Java Comparator alphanumeric strings

纵然是瞬间 提交于 2020-12-06 15:32:35

问题


I want to implement my custom Comparator to sort a map of keys in this particular way:

1
2
3
4
4a
4b
5
6
11
12
12a
...

And I dont know how can do it exactly. I have impelemented this only for numeric values:

aaa = new TreeMap<String, ArrayList<ETrack>>(
    new Comparator<String>()
    {
      @Override
      public int compare(String s1, String s2)
      {
        return Integer.valueOf(s1).compareTo(Integer.valueOf(s2));
      }
    });

But this is not obiouslly the complete solution. Any idea?


回答1:


One approach is to map the strings to objects and let those objects implement Comparable.

You can do it simpler.

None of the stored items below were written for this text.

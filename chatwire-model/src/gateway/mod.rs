//! Gateway wire types: opcodes, intents, close codes, and payload shapes.

pub mod close_code;
pub mod event;
pub mod opcode;
pub mod payload;
pub mod session_start_limit;

mod intents;

pub use close_code::CloseCode;
pub use event::{DispatchEvent, GatewayEvent};
pub use intents::Intents;
pub use opcode::OpCode;
pub use session_start_limit::SessionStartLimit;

If you like regular expressions, you can use this trick, even though it is not too efficient:

// Make sure not to compile the pattern within the method, to spare us some time.
Pattern p = Pattern.compile("^([0-9]+)([a-z]?)$");

/**
 * Converts a string to a sortable integer, ensuring proper ordering:
 * "1" becomes 256
 * "1a" becomes 353
 * "1b" becomes 354
 * "2" becomes 512
 * "100" becomes 25600
 * "100a" becomes 25697
 */
int getSortOrder(String s) {
  Matcher m = p.matcher(s);
  if(!m.matches()) return 0;
  int major = Integer.parseInt(m.group(1));
  int minor = m.group(2).isEmpty() ? 0 : m.group(2).charAt(0);
  return (major << 8) | minor;
}

Use it like this:

new Comparator<String>() {
  @Override
  public int compare(String s1, String s2) {
    return getSortOrder(s1) - getSortOrder(s2);
  }
}



回答2:


Here's a 1-liner:

aaa = new TreeMap<String, ArrayList<ETrack>>(Comparators
    .comparingInt(s -> Integer.parseInt(s.replaceAll("\\D", "")))
    .thenComparing(s -> s.replaceAll("\\d", "")));

FYI \D matches non-digits, \d matches digits.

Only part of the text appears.